As shown in the below code snippet, calling IsRegistered on a non-generic interface(IFooBar) returns true, indicating that a registration exists. But for the generic interface(IFooGeneric<>), trying to check if a registration exists for a concrete type (IFooGeneric<string> - as only concrete types can be resolved from the container and an open generic type cannot be resolved) it returns false.

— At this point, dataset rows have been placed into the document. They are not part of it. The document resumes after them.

//! # Error Types
//!
//! Domain-specific error types for storesim-core.
//!
//! ## Failure Styles
//! ```text
//! ┌─────────────────────────────────────────────────────────────────────────┐
//! │                         Failure Styles                                  │
//! │                                                                         │
//! │  Sentinel returns (not errors)                                         │
//! │  ├── find_product / find_member   → Option<&T>                         │
//! │  └── add_product_to_member_cart   → CartAddStatus                      │
//! │                                                                         │
//! │  Checked failures (this file)                                          │
//! │  └── checkout_member              → Result<Money, StoreError>          │
//! │                                                                         │
//! │  storesim-cli errors (separate crate)                                  │
//! │  └── AppError                     - config, I/O, wraps StoreError      │
//! └─────────────────────────────────────────────────────────────────────────┘
//! ```

use thiserror::Error;

// =============================================================================
// Store Error
// =============================================================================

/// Checkout failures.
#[derive(Debug, Clone, PartialEq, Eq, Error)]
pub enum StoreError {
    /// The member id did not resolve to a member of the store.
    ///
    /// Raised before anything is touched, so the store is unchanged.
    #[error("Invalid checkout: member ID {member_id} not found")]
    InvalidCheckout { member_id: String },

    /// A cart entry did not resolve to a product during checkout.
    ///
    /// ## State After Failure
    /// ```text
    /// cart: [830, 835, 999]
    ///         │    │    │
    ///         ▼    ▼    ▼
    ///       charged ✓  ✗ UnresolvedCartItem
    ///
    /// Stock of 830 and 835 stays decremented (no rollback).
    /// The cart is left as it was.
    /// ```
    #[error("Checkout for member {member_id} failed: product ID {product_id} in cart not found")]
    UnresolvedCartItem {
        member_id: String,
        product_id: String,
    },
}

// =============================================================================
// Policy Parse Error
// =============================================================================

/// A checkout policy name that did not match any known variant.
#[derive(Debug, Clone, PartialEq, Eq, Error)]
#[error("Unknown {kind}: '{value}'. Valid options: {expected}")]
pub struct PolicyParseError {
    pub kind: &'static str,
    pub value: String,
    pub expected: &'static str,
}

// =============================================================================
// Result Type Alias
// =============================================================================

/// Convenience type alias for Results with StoreError.
pub type StoreResult<T> = Result<T, StoreError>;

// =============================================================================
// Unit Tests
// =============================================================================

IUnityContainer unityContainer = new UnityContainer();
unityContainer.RegisterType(typeof(IFooBar), typeof(FooBarImplementation));
unityContainer.RegisterType(typeof(IFooGeneric<>), typeof(FooGenericImplementation<>));

var hasFooBarRegistration = unityContainer.IsRegistered<IFooBar>(); // Returns true

var hasFooGenericStringRegistration = unityContainer.IsRegistered<IFooGeneric<string>>(); // Returns False
var fooGenericString = unityContainer.Resolve<IFooGeneric<string>>(); // Resolution Succeeds

The IsRegistered method as shown below, loops through the list of available registrations looking for a match on the registered type and name. The 'typeToCheck' is the type of the object that we are trying to resolve in IsRegistered - typeof(IFooGeneric<string>), but the registered type is typeof(IFooGeneric<>). Because of this the comparison fails and the registration does not pass the where clause of the query, causing the function to return false.

var registration = from r in container.Registrations
                   where r.RegisteredType == typeToCheck && r.Name == nameToCheck
                   select r;
return registration.FirstOrDefault() != null;

To fix this, we would need to modify the where condition so that in cases where the RegisteredType is a generic type definition, it would compare with the generic type definition of 'typeToCheck', as shown below.

var genericTypeToCheck = typeToCheck.GetTypeInfo().IsGenericType
                         ? typeToCheck.GetGenericTypeDefinition()
                         : null;

var registration = from r in container.Registrations
                   where (r.RegisteredType.GetTypeInfo().IsGenericTypeDefinition
                   ? r.RegisteredType == genericTypeToCheck
                   : r.RegisteredType == typeToCheck)
                   && r.Name == nameToCheck
                   select r;
return registration.FirstOrDefault() != null;

A similar issue was already raised in the unity discussions, which I feel was closed inappropriately.

If a container can Resolve a particular type then it should also be able to return that it IsRegistered.

Please do be aware that using IsRegistered extensively has a negative impact on performance as looping through the Registration looking for the name and type has O(n) complexity. But that still does not justify the bug!.

I have submitted a pull request for the fix and it would be worth checking the latest comments on that to see if there are any better approaches or problems that I might have missed out with my fix!